ACPAs are strongly associated with an increased risk of developing RA in healthy individuals and are detectable in healthy persons’ blood prior to clinical RA. Geneticists and epidemiologists hold ACPA-positive RA to be a homogeneous phenotype of severe RA. ACPA is strongly associated with the HLA-DRB1-shared epitope [30] and PTPN22 [31], strong genetic risk factors for RA. However, ACPAs’ roles in RA pathogenesis are poorly understood. Lu et al. [13, 14] demonstrated that ACPAs could bound to surface-expressed citrullinated Grp78 protein on monocyte/macrophages and selectively activate ERK1/2 and JNK signaling pathways, which leads to NF-κB activation and TNF-α production. Yoo et al. [32] demonstrated that RA synoviocytes expressed higher levels of GRP78 than OA synoviocytes. Downregulation of Grp78 transcripts increased the apoptosis of RA synoviocytes while abolishing TNF- or TGF-β-induced synoviocyte proliferation. Our research detected that macrophage subset imbalances occur in synovial fluid. We hypothesized that ACPAs may activate macrophages and polarize to M1 macrophages. ACPAs was purified from RA sera through an affinity columnand cultured with M-CSF-induced macrophages that were derived from RA and OA patients’ PBMCs. To investigate the effect of ACPAs on RA, macrophages from OA patients were also studied as controls. After culturing with ACPAs, the M1/M2 ratio increased 61.03 ± 15.90 % in OA patients, while it increased 158.62 ± 26.91 % in RA patients. We demonstrated that ACPAs could induce IRF4 and IRF5 protein expressions and lead macrophages to polarize to M1 subsets. Recent studies show that IRF4 regulates M2 macrophage polarization [21], while IRF5 regulates M1 macrophage polarization and represses anti-inflammatory cytokine transcription [22, 23]. In this study, ACPAs enhanced IRF4 protein expression but did not lead to M2 macrophage polarization. We deduced that repression of IRF5 function may be associated with it.
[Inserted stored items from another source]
//! Sorted set commands (ZADD, ZRANGE, ZRANK, ZREVRANK, ZSCORE, ZCARD, ZREM, ZREMRANGEBYRANK)

use super::{
    bulk_arg, bulk_args, float_arg, is_option, range_args, wrong_arity, Command, CommandContext,
};
use crate::error::StoreError;
use crate::protocol::RespValue;
use crate::store::format_float;

/// ZADD command - Add members with scores to a sorted set
///
/// Syntax: ZADD key score member [score member ...]
///
/// Replies with the number of new members; updating a score does not count.
pub struct ZAddCommand;

impl Command for ZAddCommand {
    fn execute(&self, ctx: &CommandContext, args: &[RespValue]) -> RespValue {
        let key = match bulk_arg(args, 0) {
            Ok(k) => k,
            Err(e) => return e,
        };
        if args.len() < 3 || (args.len() - 1) % 2 != 0 {
            return wrong_arity(self.name());
        }

        let mut pairs = Vec::with_capacity((args.len() - 1) / 2);
        for i in (1..args.len()).step_by(2) {
            let score = match float_arg(args, i) {
                Ok(s) => s,
                Err(e) => return e,
            };
            let member = match bulk_arg(args, i + 1) {
                Ok(m) => m,
                Err(e) => return e,
            };
            pairs.push((score, member));
        }

        match ctx.keyspace.zadd(key, pairs) {
            Ok(added) => RespValue::integer(added as i64),
            Err(e) => e.into(),
        }
    }

    fn name(&self) -> &'static str {
        "ZADD"
    }

    fn min_args(&self) -> usize {
        3
    }
}

/// ZRANGE command - Get members by rank, lowest score first
///
/// Syntax: ZRANGE key start stop [WITHSCORES]
pub struct ZRangeCommand;

impl Command for ZRangeCommand {
    fn execute(&self, ctx: &CommandContext, args: &[RespValue]) -> RespValue {
        let key = match bulk_arg(args, 0) {
            Ok(k) => k,
            Err(e) => return e,
        };
        let (start, stop) = match range_args(args, 1) {
            Ok(r) => r,
            Err(e) => return e,
        };
        let with_scores = match args.get(3) {
            None => false,
            Some(option) if is_option(option, "WITHSCORES") => true,
            Some(_) => return StoreError::Syntax.into(),
        };

        match ctx.keyspace.zrange(&key, start, stop) {
            Ok(members) => {
                let mut reply = Vec::with_capacity(members.len() * if with_scores { 2 } else { 1 });
                for (member, score) in members {
                    reply.push(RespValue::bulk_string(member));
                    if with_scores {
                        reply.push(RespValue::bulk_string(format_float(score)));
                    }
                }
                RespValue::array(reply)
            }
            Err(e) => e.into(),
        }
    }

    fn name(&self) -> &'static str {
        "ZRANGE"
    }

    fn min_args(&self) -> usize {
        3
    }

    fn max_args(&self) -> Option<usize> {
        Some(4)
    }
}

/// ZRANK command - Get the ascending rank of a member
///
/// Syntax: ZRANK key member
pub struct ZRankCommand;

impl Command for ZRankCommand {
    fn execute(&self, ctx: &CommandContext, args: &[RespValue]) -> RespValue {
        rank_reply(ctx, args, false)
    }

    fn name(&self) -> &'static str {
        "ZRANK"
    }

    fn min_args(&self) -> usize {
        2
    }

    fn max_args(&self) -> Option<usize> {
        Some(2)
    }
}

/// ZREVRANK command - Get the descending rank of a member
///
/// Syntax: ZREVRANK key member
///
/// The highest-scored member has rank 0.
pub struct ZRevRankCommand;

impl Command for ZRevRankCommand {
    fn execute(&self, ctx: &CommandContext, args: &[RespValue]) -> RespValue {
        rank_reply(ctx, args, true)
    }

    fn name(&self) -> &'static str {
        "ZREVRANK"
    }

    fn min_args(&self) -> usize {
        2
    }

    fn max_args(&self) -> Option<usize> {
        Some(2)
    }
}

fn rank_reply(ctx: &CommandContext, args: &[RespValue], reverse: bool) -> RespValue {
    let key = match bulk_arg(args, 0) {
        Ok(k) => k,
        Err(e) => return e,
    };
    let member = match bulk_arg(args, 1) {
        Ok(m) => m,
        Err(e) => return e,
    };

    let rank = if reverse {
        ctx.keyspace.zrevrank(&key, &member)
    } else {
        ctx.keyspace.zrank(&key, &member)
    };
    match rank {
        Ok(Some(rank)) => RespValue::integer(rank as i64),
        Ok(None) => RespValue::null(),
        Err(e) => e.into(),
    }
}

/// ZSCORE command - Get the score of a member
///
/// Syntax: ZSCORE key member
pub struct ZScoreCommand;

impl Command for ZScoreCommand {
    fn execute(&self, ctx: &CommandContext, args: &[RespValue]) -> RespValue {
        let key = match bulk_arg(args, 0) {
            Ok(k) => k,
            Err(e) => return e,
        };
        let member = match bulk_arg(args, 1) {
            Ok(m) => m,
            Err(e) => return e,
        };

        match ctx.keyspace.zscore(&key, &member) {
            Ok(score) => RespValue::bulk_or_null(score.map(format_float)),
            Err(e) => e.into(),
        }
    }

    fn name(&self) -> &'static str {
        "ZSCORE"
    }

    fn min_args(&self) -> usize {
        2
    }

    fn max_args(&self) -> Option<usize> {
        Some(2)
    }
}

/// ZCARD command - Get the number of members in a sorted set
///
/// Syntax: ZCARD key
pub struct ZCardCommand;

impl Command for ZCardCommand {
    fn execute(&self, ctx: &CommandContext, args: &[RespValue]) -> RespValue {
        let key = match bulk_arg(args, 0) {
            Ok(k) => k,
            Err(e) => return e,
        };

        match ctx.keyspace.zcard(&key) {
            Ok(len) => RespValue::integer(len as i64),
            Err(e) => e.into(),
        }
    }

    fn name(&self) -> &'static str {
        "ZCARD"
    }

    fn min_args(&self) -> usize {
        1
    }

    fn max_args(&self) -> Option<usize> {
        Some(1)
    }
}

/// ZREM command - Remove members from a sorted set
///
/// Syntax: ZREM key member [member ...]
pub struct ZRemCommand;

impl Command for ZRemCommand {
    fn execute(&self, ctx: &CommandContext, args: &[RespValue]) -> RespValue {
        let key = match bulk_arg(args, 0) {
            Ok(k) => k,
            Err(e) => return e,
        };
        let members = match bulk_args(args, 1) {
            Ok(m) => m,
            Err(e) => return e,
        };

        match ctx.keyspace.zrem(&key, &members) {
            Ok(removed) => RespValue::integer(removed as i64),
            Err(e) => e.into(),
        }
    }

    fn name(&self) -> &'static str {
        "ZREM"
    }

    fn min_args(&self) -> usize {
        2
    }
}

/// ZREMRANGEBYRANK command - Remove members within a rank range
///
/// Syntax: ZREMRANGEBYRANK key start stop
pub struct ZRemRangeByRankCommand;

impl Command for ZRemRangeByRankCommand {
    fn execute(&self, ctx: &CommandContext, args: &[RespValue]) -> RespValue {
        let key = match bulk_arg(args, 0) {
            Ok(k) => k,
            Err(e) => return e,
        };
        let (start, stop) = match range_args(args, 1) {
            Ok(r) => r,
            Err(e) => return e,
        };

        match ctx.keyspace.zremrangebyrank(&key, start, stop) {
            Ok(removed) => RespValue::integer(removed as i64),
            Err(e) => e.into(),
        }
    }

    fn name(&self) -> &'static str {
        "ZREMRANGEBYRANK"
    }

    fn min_args(&self) -> usize {
        3
    }

    fn max_args(&self) -> Option<usize> {
        Some(3)
    }
}
//! Key hashing and shard routing
//!
//! Keys are hashed with SipHash-1-3. The high bits of the hash pick the
//! shard, so walking shards in index order and each shard in hash order
//! visits the whole hash space in ascending order. SCAN cursors rely on
//! this.

use siphasher::sip::SipHasher13;
use std::hash::Hasher;

/// Hash a key or collection field
///
/// Fixed SipHash keys: the same bytes always land on the same hash, which
/// keeps cursors valid across calls.
pub fn slot_hash(key: &[u8]) -> u64 {
    let mut hasher = SipHasher13::new();
    hasher.write(key);
    hasher.finish()
}

/// Routes hashes to shards
#[derive(Debug, Clone)]
pub struct ShardRouter {
    num_shards: usize,
    bits: u32,
}

impl ShardRouter {
    /// Create a new shard router
    pub fn new(num_shards: usize) -> Self {
        assert!(
            num_shards.is_power_of_two(),
            "Number of shards must be a power of two"
        );
        ShardRouter {
            num_shards,
            bits: num_shards.trailing_zeros(),
        }
    }

    /// Route a key to a shard ID
    pub fn route_key(&self, key: &[u8]) -> usize {
        self.route_hash(slot_hash(key))
    }

    /// Route an already computed hash to a shard ID
    pub fn route_hash(&self, hash: u64) -> usize {
        if self.bits == 0 {
            0
        } else {
            (hash >> (64 - self.bits)) as usize
        }
    }

    /// Smallest hash owned by a shard
    pub fn shard_start(&self, shard: usize) -> u64 {
        if self.bits == 0 {
            0
        } else {
            (shard as u64) << (64 - self.bits)
        }
    }

    /// Get the number of shards
    pub fn num_shards(&self) -> usize {
        self.num_shards
    }
}
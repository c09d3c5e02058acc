//! Command registry
//!
//! Centralized registry for all available commands.
//! This allows loose coupling between command implementations and the dispatcher.

use super::{admin, counter, hash, hyperloglog, key, list, search, set, stream, string, zset, Command};
use std::collections::HashMap;
use std::sync::Arc;

/// Registry of all available commands
pub struct CommandRegistry {
    commands: HashMap<String, Arc<dyn Command>>,
}

impl CommandRegistry {
    /// Create a new command registry and register all commands
    pub fn new() -> Self {
        let mut registry = CommandRegistry {
            commands: HashMap::new(),
        };

        // Register string commands
        registry.register(Arc::new(string::SetCommand));
        registry.register(Arc::new(string::GetCommand));
        registry.register(Arc::new(string::SetNxCommand));
        registry.register(Arc::new(string::SetXxCommand));
        registry.register(Arc::new(string::MSetCommand));
        registry.register(Arc::new(string::MGetCommand));

        // Register counter commands
        registry.register(Arc::new(counter::IncrCommand));
        registry.register(Arc::new(counter::IncrByCommand));
        registry.register(Arc::new(counter::DecrCommand));
        registry.register(Arc::new(counter::DecrByCommand));
        registry.register(Arc::new(counter::IncrByFloatCommand));

        // Register key commands
        registry.register(Arc::new(key::DelCommand));
        registry.register(Arc::new(key::ExistsCommand));
        registry.register(Arc::new(key::TypeCommand));

        // Register hash commands
        registry.register(Arc::new(hash::HSetCommand));
        registry.register(Arc::new(hash::HGetCommand));
        registry.register(Arc::new(hash::HSetNxCommand));
        registry.register(Arc::new(hash::HMGetCommand));
        registry.register(Arc::new(hash::HIncrByCommand));
        registry.register(Arc::new(hash::HGetAllCommand));
        registry.register(Arc::new(hash::HScanCommand));
        registry.register(Arc::new(hash::HDelCommand));
        registry.register(Arc::new(hash::HKeysCommand));
        registry.register(Arc::new(hash::HLenCommand));
        registry.register(Arc::new(hash::HExistsCommand));

        // Register set commands
        registry.register(Arc::new(set::SAddCommand));
        registry.register(Arc::new(set::SRemCommand));
        registry.register(Arc::new(set::SCardCommand));
        registry.register(Arc::new(set::SIsMemberCommand));
        registry.register(Arc::new(set::SMembersCommand));
        registry.register(Arc::new(set::SInterCommand));
        registry.register(Arc::new(set::SPopCommand));
        registry.register(Arc::new(set::SScanCommand));

        // Register sorted set commands
        registry.register(Arc::new(zset::ZAddCommand));
        registry.register(Arc::new(zset::ZRangeCommand));
        registry.register(Arc::new(zset::ZRankCommand));
        registry.register(Arc::new(zset::ZRevRankCommand));
        registry.register(Arc::new(zset::ZScoreCommand));
        registry.register(Arc::new(zset::ZCardCommand));
        registry.register(Arc::new(zset::ZRemCommand));
        registry.register(Arc::new(zset::ZRemRangeByRankCommand));

        // Register list commands
        registry.register(Arc::new(list::LPushCommand));
        registry.register(Arc::new(list::RPushCommand));
        registry.register(Arc::new(list::LPopCommand));
        registry.register(Arc::new(list::RPopCommand));
        registry.register(Arc::new(list::LRangeCommand));
        registry.register(Arc::new(list::LTrimCommand));
        registry.register(Arc::new(list::LLenCommand));
        registry.register(Arc::new(list::BLPopCommand));
        registry.register(Arc::new(list::BRPopCommand));

        // Register sketch commands
        registry.register(Arc::new(hyperloglog::PfAddCommand));
        registry.register(Arc::new(hyperloglog::PfCountCommand));
        registry.register(Arc::new(hyperloglog::PfMergeCommand));

        // Register stream commands
        registry.register(Arc::new(stream::XAddCommand));
        registry.register(Arc::new(stream::XLenCommand));
        registry.register(Arc::new(stream::XRangeCommand));

        // Register admin commands
        registry.register(Arc::new(admin::PingCommand));
        registry.register(Arc::new(admin::InfoCommand));
        registry.register(Arc::new(admin::DbSizeCommand));
        registry.register(Arc::new(admin::FlushDbCommand));
        registry.register(Arc::new(admin::FlushAllCommand));
        registry.register(Arc::new(admin::MemoryCommand));

        // Register search commands
        registry.register(Arc::new(search::KeysCommand));
        registry.register(Arc::new(search::ScanCommand));

        registry
    }

    /// Register a command
    fn register(&mut self, command: Arc<dyn Command>) {
        let name = command.name().to_uppercase();
        self.commands.insert(name, command);
    }

    /// Get a command by name (case-insensitive)
    pub fn get(&self, name: &str) -> Option<Arc<dyn Command>> {
        self.commands.get(&name.to_uppercase()).cloned()
    }

    /// Check if a command exists
    pub fn has_command(&self, name: &str) -> bool {
        self.commands.contains_key(&name.to_uppercase())
    }

    /// Get all command names
    pub fn command_names(&self) -> Vec<String> {
        self.commands.keys().cloned().collect()
    }
}

impl Default for CommandRegistry {
    fn default() -> Self {
        Self::new()
    }
}
//! Hash operations
//!
//! Hashes are not delete-on-empty: HDEL of the last field leaves an empty
//! hash behind until the key itself is deleted.

use bytes::Bytes;

use super::string::parse_i64;
use super::{get_or_create, typed, typed_mut, Keyspace};
use crate::error::{StoreError, StoreResult};
use crate::store::scan::ScanPage;
use crate::store::value::{Value, ValueKind};

impl Keyspace {
    /// Upsert one field, returning true if it is new
    pub fn hset(&self, key: Bytes, field: Bytes, value: Bytes) -> StoreResult<bool> {
        self.hset_many(key, vec![(field, value)]).map(|added| added == 1)
    }

    /// Upsert many fields, returning how many were new
    pub fn hset_many(&self, key: Bytes, pairs: Vec<(Bytes, Bytes)>) -> StoreResult<usize> {
        self.with_shard(&key, |shard, slot| {
            let value = get_or_create(&mut shard.entries, slot, ValueKind::Hash)?;
            let hash = value.as_hash_mut().ok_or(StoreError::TypeMismatch)?;
            Ok(pairs
                .into_iter()
                .filter(|(field, value)| hash.insert(field.clone(), value.clone()).is_none())
                .count())
        })
    }

    /// Insert a field only if absent
    pub fn hsetnx(&self, key: Bytes, field: Bytes, value: Bytes) -> StoreResult<bool> {
        self.with_shard(&key, |shard, slot| {
            let hash = get_or_create(&mut shard.entries, slot, ValueKind::Hash)?
                .as_hash_mut()
                .ok_or(StoreError::TypeMismatch)?;
            if hash.contains_key(&field) {
                return Ok(false);
            }
            hash.insert(field, value);
            Ok(true)
        })
    }

    pub fn hget(&self, key: &Bytes, field: &Bytes) -> StoreResult<Option<Bytes>> {
        self.with_shard(key, |shard, slot| {
            Ok(typed(&shard.entries, slot, Value::as_hash)?.and_then(|hash| hash.get(field).cloned()))
        })
    }

    /// One slot per requested field, `None` for missing ones
    pub fn hmget(&self, key: &Bytes, fields: &[Bytes]) -> StoreResult<Vec<Option<Bytes>>> {
        self.with_shard(key, |shard, slot| {
            let hash = typed(&shard.entries, slot, Value::as_hash)?;
            Ok(fields
                .iter()
                .map(|field| hash.and_then(|h| h.get(field).cloned()))
                .collect())
        })
    }

    /// Add to an integer field (absent = 0), returning the result
    pub fn hincr_by(&self, key: &Bytes, field: Bytes, delta: i64) -> StoreResult<i64> {
        self.with_shard(key, |shard, slot| {
            let current = match typed(&shard.entries, slot, Value::as_hash)?.and_then(|h| h.get(&field)) {
                Some(bytes) => parse_i64(bytes).ok_or(StoreError::NotAnInteger)?,
                None => 0,
            };
            let next = current.checked_add(delta).ok_or(StoreError::Overflow)?;
            let hash = get_or_create(&mut shard.entries, slot, ValueKind::Hash)?
                .as_hash_mut()
                .ok_or(StoreError::TypeMismatch)?;
            hash.insert(field, Bytes::from(next.to_string()));
            Ok(next)
        })
    }

    /// Snapshot of every field
    pub fn hgetall(&self, key: &Bytes) -> StoreResult<Vec<(Bytes, Bytes)>> {
        self.with_shard(key, |shard, slot| {
            Ok(typed(&shard.entries, slot, Value::as_hash)?
                .map(|hash| hash.iter().map(|(f, v)| (f.clone(), v.clone())).collect())
                .unwrap_or_default())
        })
    }

    /// Remove fields, returning how many existed
    pub fn hdel(&self, key: &Bytes, fields: &[Bytes]) -> StoreResult<usize> {
        self.with_shard(key, |shard, slot| {
            Ok(match typed_mut(&mut shard.entries, slot, Value::as_hash_mut)? {
                Some(hash) => fields.iter().filter(|f| hash.remove(f).is_some()).count(),
                None => 0,
            })
        })
    }

    pub fn hkeys(&self, key: &Bytes) -> StoreResult<Vec<Bytes>> {
        self.with_shard(key, |shard, slot| {
            Ok(typed(&shard.entries, slot, Value::as_hash)?
                .map(|hash| hash.keys().cloned().collect())
                .unwrap_or_default())
        })
    }

    pub fn hlen(&self, key: &Bytes) -> StoreResult<usize> {
        self.with_shard(key, |shard, slot| {
            Ok(typed(&shard.entries, slot, Value::as_hash)?.map_or(0, |hash| hash.len()))
        })
    }

    pub fn hexists(&self, key: &Bytes, field: &Bytes) -> StoreResult<bool> {
        self.with_shard(key, |shard, slot| {
            Ok(typed(&shard.entries, slot, Value::as_hash)?.map_or(false, |hash| hash.contains_key(field)))
        })
    }

    /// One step of a field walk; items are `(field, value)`
    pub fn hscan(
        &self,
        key: &Bytes,
        cursor: u64,
        pattern: Option<&[u8]>,
        count: Option<usize>,
    ) -> StoreResult<ScanPage<(Bytes, Bytes)>> {
        let count = count.unwrap_or(self.config().scan_count);
        self.with_shard(key, |shard, slot| {
            Ok(match typed(&shard.entries, slot, Value::as_hash)? {
                Some(hash) => Keyspace::scan_collection(hash, cursor, pattern, count, |f, v| {
                    (f.clone(), v.clone())
                }),
                None => ScanPage {
                    cursor: 0,
                    items: Vec::new(),
                },
            })
        })
    }
}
To confirm that IRFs were involved in ACPAs-induced macrophage polarization, IRF4siRNAs or IRF5siRNAs were transfected into macrophages and cultured with ACPAs. FACS results show that IRF5siRNA transfection reduced ACPAs-induced M1 macrophage polarization significantly. With ACPA alone, the M1/M2 ratio percentage increased to 161.01 ± 15.35 %. After IRF5siRNA transfection, the M1/M2 ratio percentage only increased to 54.97 ± 7.80 %. IRF4siRNA transfection also influenced ACPA function, but IRF4 effects were lower than those of IRF5. This demonstrated that IRF5 regulates M1 macrophage polarization in RA patients.

In summary, this study demonstrates that macrophage subset disequilibrium occurred in RA patients. ACPAs induce IRF5 activity and lead to M1 macrophage polarization.